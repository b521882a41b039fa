//! Big-endian integer key encoding.
//!
//! Byte keys compared with [`crate::BytewiseComparator`] sort the same way as
//! the integers they encode.

/// Encode `value` as 8 big-endian bytes.
#[inline]
pub fn encode_u64_be(value: u64) -> [u8; 8] {
    value.to_be_bytes()
}

/// Decode 8 big-endian bytes, or `None` if `bytes` is not exactly 8 long.
#[inline]
pub fn decode_u64_be(bytes: &[u8]) -> Option<u64> {
    bytes.try_into().ok().map(u64::from_be_bytes)
}
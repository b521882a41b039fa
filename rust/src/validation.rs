//! Validation and debugging utilities for ConcurrentBTree.
//!
//! These walk the whole tree under shared locks, top-down, so they are safe
//! to call at any time, but the picture they return is only stable when no
//! writer is mid-operation.

use crate::comparator::KeyComparator;
use crate::error::{BTreeError, TreeResult};
use crate::types::{ConcurrentBTree, Level, Node, NodeId, NodeRef, TreeStats};

// ============================================================================
// VALIDATION METHODS
// ============================================================================

impl<K, V, C: KeyComparator<K>> ConcurrentBTree<K, V, C> {
    /// Check that the tree satisfies every B+ tree invariant.
    ///
    /// Verifies that keys are strictly ascending in every node, that each
    /// subtree stays inside the range its parent's separators assign it, that
    /// no node exceeds capacity, that levels decrease by one per step down to
    /// leaves at level 0, and that the leaves hold exactly `len()` entries.
    pub fn check_invariants(&self) -> TreeResult<()> {
        let root = self.root.read();
        let entries = match root.as_ref() {
            Some(root) => self.check_node(root, None, None, None)?,
            None => 0,
        };
        if entries != self.len() {
            return Err(BTreeError::data_integrity(
                "entry count",
                &format!("counter says {}, leaves hold {}", self.len(), entries),
            ));
        }
        Ok(())
    }

    /// Recursively check a node and its subtree, returning its entry count.
    fn check_node(
        &self,
        handle: &NodeRef<K, V>,
        lower: Option<&K>,
        upper: Option<&K>,
        expected_level: Option<Level>,
    ) -> TreeResult<usize> {
        let id = handle.id();
        let node = handle.read();

        if let Some(level) = expected_level {
            if node.level() != level {
                return Err(BTreeError::corrupted_node(
                    id,
                    &format!("level {} where {} was expected", node.level(), level),
                ));
            }
        }
        if node.key_count() > self.capacity {
            return Err(BTreeError::CapacityExceeded {
                node: id,
                count: node.key_count(),
                capacity: self.capacity,
            });
        }

        match &*node {
            Node::Leaf(leaf) => {
                if leaf.keys().len() != leaf.values().len() {
                    return Err(BTreeError::corrupted_node(
                        id,
                        &format!(
                            "{} keys but {} values",
                            leaf.keys().len(),
                            leaf.values().len()
                        ),
                    ));
                }
                self.check_keys(id, leaf.keys(), lower, upper)?;
                Ok(leaf.len())
            }
            Node::Inner(inner) => {
                if inner.level() == 0 {
                    return Err(BTreeError::corrupted_node(id, "inner node at leaf level"));
                }
                if inner.children().len() != inner.keys().len() + 1 {
                    return Err(BTreeError::corrupted_node(
                        id,
                        &format!(
                            "{} separators but {} children",
                            inner.keys().len(),
                            inner.children().len()
                        ),
                    ));
                }
                self.check_keys(id, inner.keys(), lower, upper)?;

                let keys = inner.keys();
                let mut entries = 0;
                for (i, child) in inner.children().iter().enumerate() {
                    let child_lower = if i == 0 { lower } else { Some(&keys[i - 1]) };
                    let child_upper = if i == keys.len() { upper } else { Some(&keys[i]) };
                    entries +=
                        self.check_node(child, child_lower, child_upper, Some(inner.level() - 1))?;
                }
                Ok(entries)
            }
        }
    }

    /// Keys must be strictly ascending and lie in `(lower, upper]`.
    fn check_keys(
        &self,
        id: NodeId,
        keys: &[K],
        lower: Option<&K>,
        upper: Option<&K>,
    ) -> TreeResult<()> {
        let cmp = &self.comparator;
        if let Some(i) = keys.windows(2).position(|pair| !cmp.less(&pair[0], &pair[1])) {
            return Err(BTreeError::corrupted_node(
                id,
                &format!("keys out of order at index {}", i + 1),
            ));
        }
        if let (Some(lower), Some(first)) = (lower, keys.first()) {
            if !cmp.less(lower, first) {
                return Err(BTreeError::corrupted_node(
                    id,
                    "first key not above the parent's lower separator",
                ));
            }
        }
        if let (Some(upper), Some(last)) = (upper, keys.last()) {
            if cmp.less(upper, last) {
                return Err(BTreeError::corrupted_node(
                    id,
                    "last key above the parent's upper separator",
                ));
            }
        }
        Ok(())
    }
}

// ============================================================================
// DEBUGGING AND TESTING UTILITIES
// ============================================================================

impl<K, V, C> ConcurrentBTree<K, V, C> {
    /// Visit every reachable node in key order, parents before children.
    ///
    /// The visitor also gets the node's depth below the root, taken from the
    /// walk itself, so it stays consistent even if the root grows meanwhile.
    fn visit_nodes<F>(&self, mut visit: F)
    where
        F: FnMut(NodeId, usize, &Node<K, V>),
    {
        let root = self.root.read();
        if let Some(root) = root.as_ref() {
            self.visit_subtree(root, 0, &mut visit);
        }
    }

    fn visit_subtree<F>(&self, handle: &NodeRef<K, V>, depth: usize, visit: &mut F)
    where
        F: FnMut(NodeId, usize, &Node<K, V>),
    {
        let node = handle.read();
        visit(handle.id(), depth, &*node);
        if let Node::Inner(inner) = &*node {
            for child in inner.children() {
                self.visit_subtree(child, depth + 1, visit);
            }
        }
    }

    /// Returns the sizes of all leaf nodes in key order.
    pub fn leaf_sizes(&self) -> Vec<usize> {
        let mut sizes = Vec::new();
        self.visit_nodes(|_, _, node| {
            if let Node::Leaf(leaf) = node {
                sizes.push(leaf.len());
            }
        });
        sizes
    }

    /// Returns a copy of the root's separators; empty while the root is a leaf.
    pub fn root_separators(&self) -> Vec<K>
    where
        K: Clone,
    {
        match self.lock_root_shared().as_deref() {
            Some(Node::Inner(inner)) => inner.keys().to_vec(),
            _ => Vec::new(),
        }
    }

    /// Gather node counts and shape information.
    pub fn stats(&self) -> TreeStats {
        let mut stats = TreeStats::default();
        self.visit_nodes(|_, _, node| match node {
            Node::Leaf(leaf) => {
                stats.leaf_count += 1;
                stats.entries += leaf.len();
            }
            Node::Inner(_) => stats.inner_count += 1,
        });
        // Read after the walk so every node it saw is counted.
        stats.allocated_nodes = self.nodes.allocated();
        stats.height = self.height();
        stats
    }

    /// One line per node, indented two spaces per level below the root.
    pub fn structure_lines(&self) -> Vec<String> {
        let mut lines = Vec::new();
        self.visit_nodes(|id, depth, node| {
            let indent = "  ".repeat(depth);
            lines.push(match node {
                Node::Leaf(leaf) => format!("{}Leaf[id={}]: {} keys", indent, id, leaf.len()),
                Node::Inner(inner) => format!(
                    "{}Inner[id={}, level={}]: {} keys, {} children",
                    indent,
                    id,
                    inner.level(),
                    inner.len(),
                    inner.children().len()
                ),
            });
        });
        lines
    }

    /// Prints the tree structure for debugging.
    pub fn print_structure(&self) {
        println!("Tree structure:");
        for line in self.structure_lines() {
            println!("{}", line);
        }
    }
}
//! Concurrent B+ tree index.
//!
//! This crate provides an in-memory, thread-safe, ordered key-value index
//! supporting point lookup and upsert from many threads at once. It is the
//! storage-engine piece under a key-value store: readers and writers run in
//! parallel on disjoint subtrees while the tree stays balanced.
//!
//! - `get` descends with shared locks, coupling hand-over-hand.
//! - `put` descends with exclusive locks and splits full nodes before
//!   entering them, so splits never cascade upward.
//! - A tree-wide lock serializes only the rare replacement of the root.
//!
//! Keys cannot be removed and nodes are never freed.

mod arena;
mod bounded;
mod comparator;
mod construction;
mod encoding;
mod error;
mod get_operations;
mod insert_operations;
mod node;
mod types;
mod validation;

pub use comparator::{BytewiseComparator, FnComparator, KeyComparator, NaturalOrder};
pub use construction::{TreeConfig, DEFAULT_CAPACITY};
pub use encoding::{decode_u64_be, encode_u64_be};
pub use error::{BTreeError, InitResult, TreeResult};
pub use types::{ConcurrentBTree, Level, NodeId, TreeStats, MIN_CAPACITY};
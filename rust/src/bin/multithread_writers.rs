//! Multithreaded writer smoke test.
//!
//! Each thread inserts a disjoint range of big-endian encoded integer keys
//! (values are twice the key) and then reads its own range back.
//!
//! Usage: `multithread_writers [--threads N] [--per-thread N] [--capacity N]`

use std::process::ExitCode;
use std::sync::Arc;
use std::thread;
use std::time::Instant;

use cbtree::{encode_u64_be, BytewiseComparator, ConcurrentBTree, TreeConfig};
use tracing::{error, info};
use tracing_subscriber::EnvFilter;

type ByteTree = ConcurrentBTree<Vec<u8>, Vec<u8>, BytewiseComparator>;

#[derive(Debug, Clone, Copy)]
struct SmokeConfig {
    threads: usize,
    per_thread: usize,
    capacity: usize,
}

impl Default for SmokeConfig {
    fn default() -> Self {
        Self {
            threads: 8,
            per_thread: 2 * 64,
            capacity: 64,
        }
    }
}

impl SmokeConfig {
    fn from_args(args: impl IntoIterator<Item = String>) -> Result<Self, String> {
        let mut config = Self::default();
        let mut args = args.into_iter();
        while let Some(flag) = args.next() {
            let target = match flag.as_str() {
                "--threads" => &mut config.threads,
                "--per-thread" => &mut config.per_thread,
                "--capacity" => &mut config.capacity,
                other => return Err(format!("unknown argument: {}", other)),
            };
            let value = args
                .next()
                .ok_or_else(|| format!("{} needs a value", flag))?;
            *target = value
                .parse()
                .map_err(|e| format!("invalid value for {}: {}", flag, e))?;
        }
        Ok(config)
    }
}

/// Insert then verify one thread's key range, returning the number of misses.
fn run_worker(tree: &ByteTree, start: u64, end: u64) -> usize {
    for i in start..end {
        tree.put(encode_u64_be(i).to_vec(), encode_u64_be(2 * i).to_vec());
    }

    (start..end)
        .filter(|&i| {
            let found = tree.get(&encode_u64_be(i).to_vec());
            found.as_deref() != Some(&encode_u64_be(2 * i)[..])
        })
        .count()
}

fn main() -> ExitCode {
    tracing_subscriber::fmt()
        .with_env_filter(EnvFilter::from_default_env())
        .init();

    let config = match SmokeConfig::from_args(std::env::args().skip(1)) {
        Ok(config) => config,
        Err(msg) => {
            eprintln!("{}", msg);
            return ExitCode::FAILURE;
        }
    };

    let tree: Arc<ByteTree> = match ConcurrentBTree::with_config(
        TreeConfig::default().with_capacity(config.capacity),
        BytewiseComparator,
    ) {
        Ok(tree) => Arc::new(tree),
        Err(e) => {
            eprintln!("{}", e);
            return ExitCode::FAILURE;
        }
    };

    info!(?config, "starting writers");
    let start = Instant::now();
    let per_thread = config.per_thread as u64;
    let handles: Vec<_> = (0..config.threads as u64)
        .map(|t| {
            let tree = Arc::clone(&tree);
            thread::spawn(move || run_worker(&tree, t * per_thread, (t + 1) * per_thread))
        })
        .collect();

    let mut misses = 0;
    for handle in handles {
        match handle.join() {
            Ok(count) => misses += count,
            Err(_) => {
                error!("writer thread panicked");
                return ExitCode::FAILURE;
            }
        }
    }
    let elapsed = start.elapsed();

    println!("Elapsed time: {:.6} seconds", elapsed.as_secs_f64());
    if misses > 0 {
        error!(misses, "keys missing or wrong after insert");
        return ExitCode::FAILURE;
    }
    if let Err(e) = tree.check_invariants() {
        error!(%e, "tree invariants violated");
        return ExitCode::FAILURE;
    }

    let expected = config.threads * config.per_thread;
    if tree.len() != expected {
        error!(len = tree.len(), expected, "entry count mismatch");
        return ExitCode::FAILURE;
    }
    info!(stats = ?tree.stats(), "done");
    println!("MultithreadWriters test passed.");
    ExitCode::SUCCESS
}
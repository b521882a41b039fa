//! Error handling and result types for ConcurrentBTree operations.
//!
//! `get` and `put` are total over their inputs, so errors only arise when a
//! tree is configured or when its invariants are checked.

use thiserror::Error;

use crate::types::NodeId;

/// Error type for B+ tree operations.
#[derive(Debug, Clone, PartialEq, Eq, Error)]
pub enum BTreeError {
    /// Invalid capacity specified.
    #[error(
        "Invalid capacity: {capacity} (minimum required: {minimum}, \
         since a split leaf keeps capacity / 2 + 1 keys and needs room for one more)"
    )]
    InvalidCapacity { capacity: usize, minimum: usize },
    /// A node holds more keys than the tree's capacity.
    #[error("Node {node} holds {count} keys, capacity is {capacity}")]
    CapacityExceeded {
        node: NodeId,
        count: usize,
        capacity: usize,
    },
    /// Internal data structure integrity violation.
    #[error("Data integrity error: {0}")]
    DataIntegrity(String),
    /// Tree corruption detected.
    #[error("Corrupted tree: {0}")]
    CorruptedTree(String),
}

impl BTreeError {
    /// Create an InvalidCapacity error
    pub fn invalid_capacity(capacity: usize, minimum: usize) -> Self {
        Self::InvalidCapacity { capacity, minimum }
    }

    /// Create a DataIntegrity error with context
    pub fn data_integrity(context: &str, details: &str) -> Self {
        Self::DataIntegrity(format!("{}: {}", context, details))
    }

    /// Create a CorruptedTree error naming the offending node
    pub fn corrupted_node(node: NodeId, details: &str) -> Self {
        Self::CorruptedTree(format!("node {}: {}", node, details))
    }

    /// Check if this error is a capacity error
    pub fn is_capacity_error(&self) -> bool {
        matches!(
            self,
            Self::InvalidCapacity { .. } | Self::CapacityExceeded { .. }
        )
    }
}

/// Result type for tree inspection and validation
pub type TreeResult<T> = Result<T, BTreeError>;

/// Result type for tree construction
pub type InitResult<T> = Result<T, BTreeError>;
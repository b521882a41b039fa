//! INSERT operations for ConcurrentBTree.
//!
//! Writers descend top-down holding exclusive locks hand-over-hand and split
//! every full node before entering it. A split's separator therefore always
//! lands in a parent that is already locked and known to have room, and no
//! split ever propagates upward.
//!
//! Lock order is global: tree lock, then root, then each level down to the
//! leaf. The tree lock is held only while the root is created or replaced.

use std::sync::atomic::Ordering;

use tracing::{debug, trace};

use crate::comparator::KeyComparator;
use crate::types::{ConcurrentBTree, InnerNode, LeafNode, Node, NodeRef, NodeWriteGuard};

impl<K: Clone, V, C: KeyComparator<K>> ConcurrentBTree<K, V, C> {
    /// Insert a key-value pair, replacing the value if the key is present.
    ///
    /// # Examples
    ///
    /// ```
    /// use cbtree::ConcurrentBTree;
    ///
    /// let tree = ConcurrentBTree::new(4).unwrap();
    /// for k in 1..=5 {
    ///     tree.put(k, k * 10);
    /// }
    /// tree.put(3, 33);
    /// assert_eq!(tree.get(&3), Some(33));
    /// assert_eq!(tree.len(), 5);
    /// assert_eq!(tree.root_level(), Some(1));
    /// ```
    pub fn put(&self, key: K, value: V) {
        let mut root = self.root.write();

        let Some(old_root) = (*root).clone() else {
            let mut leaf = LeafNode::new(self.capacity);
            leaf.insert(key, value, &self.comparator);
            let leaf = self.nodes.allocate(Node::Leaf(leaf));
            trace!(leaf_id = leaf.id(), "created first leaf");
            *root = Some(leaf);
            self.len.fetch_add(1, Ordering::Release);
            return;
        };

        let mut current = old_root.write_arc();
        if current.is_full() {
            let level = current.level();
            let (separator, right) = self.split_node(&mut current);
            let right_guard = self.comparator.less(&separator, &key).then(|| right.write_arc());

            let old_root_id = old_root.id();
            let new_root = self.nodes.allocate(Node::Inner(InnerNode::with_children(
                self.capacity,
                level + 1,
                old_root,
                separator,
                right,
            )));
            debug!(
                old_root = old_root_id,
                new_root = new_root.id(),
                level = level + 1,
                "tree grew a new root"
            );
            *root = Some(new_root);

            if let Some(right_guard) = right_guard {
                current = right_guard;
            }
        }
        drop(root);

        loop {
            let next = match &mut *current {
                Node::Leaf(leaf) => {
                    if leaf.insert(key, value, &self.comparator).is_none() {
                        self.len.fetch_add(1, Ordering::Release);
                    }
                    return;
                }
                Node::Inner(inner) => self.lock_child_for_insert(inner, &key),
            };
            // The child is locked; releasing the parent completes the hand-over.
            current = next;
        }
    }

    /// Exclusively lock the child of `parent` that `key` routes to, splitting
    /// it first if it is full.
    ///
    /// `parent` is locked by the caller and not full, so it can take the
    /// split's separator. The returned guard is for whichever half of the
    /// split now covers `key`.
    fn lock_child_for_insert(&self, parent: &mut InnerNode<K, V>, key: &K) -> NodeWriteGuard<K, V> {
        let mut child = parent.child_for(key, &self.comparator).write_arc();
        if !child.is_full() {
            return child;
        }

        let (separator, right) = self.split_node(&mut child);
        // Nobody else can reach the new half while `parent` is held.
        let right_guard = self.comparator.less(&separator, key).then(|| right.write_arc());
        parent.insert_split(separator, right, &self.comparator);

        match right_guard {
            Some(right_guard) => right_guard,
            None => child,
        }
    }

    /// Split a full node in place and allocate its new right half.
    ///
    /// Returns the separator for the parent and the handle of the right half.
    /// The right half is unreachable until the separator is linked into a
    /// parent the caller holds exclusively.
    fn split_node(&self, node: &mut Node<K, V>) -> (K, NodeRef<K, V>) {
        match node {
            Node::Leaf(leaf) => {
                let (right, separator) = leaf.split();
                let (left_len, right_len) = (leaf.len(), right.len());
                let right = self.nodes.allocate(Node::Leaf(right));
                trace!(right_id = right.id(), left_len, right_len, "split leaf");
                (separator, right)
            }
            Node::Inner(inner) => {
                let (right, separator) = inner.split();
                let level = inner.level();
                let right = self.nodes.allocate(Node::Inner(right));
                trace!(right_id = right.id(), level, "split inner node");
                (separator, right)
            }
        }
    }
}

━━━━━━━━━━━━━━━━━━━━

_WORK REQUIRED_
What you return should be exactly the lines above, starting at the one with "use tracing_subscriber::EnvFilter;" and ending at the one with "fn from_args(args: impl", and nothing else.

_TASK SOLUTION_
use tracing_subscriber::EnvFilter;

type ByteTree = ConcurrentBTree<Vec<u8>, Vec<u8>, BytewiseComparator>;

#[derive(Debug, Clone, Copy)]
struct SmokeConfig {
    threads: usize,
    per_thread: usize,
    capacity: usize,
}

impl Default for SmokeConfig {
    fn default() -> Self {
        Self {
            threads: 8,
            per_thread: 2 * 64,
            capacity: 64,
        }
    }
}

impl SmokeConfig {
    fn from_args(args: impl IntoIterator<Item = String>) -> Result<Self, String> {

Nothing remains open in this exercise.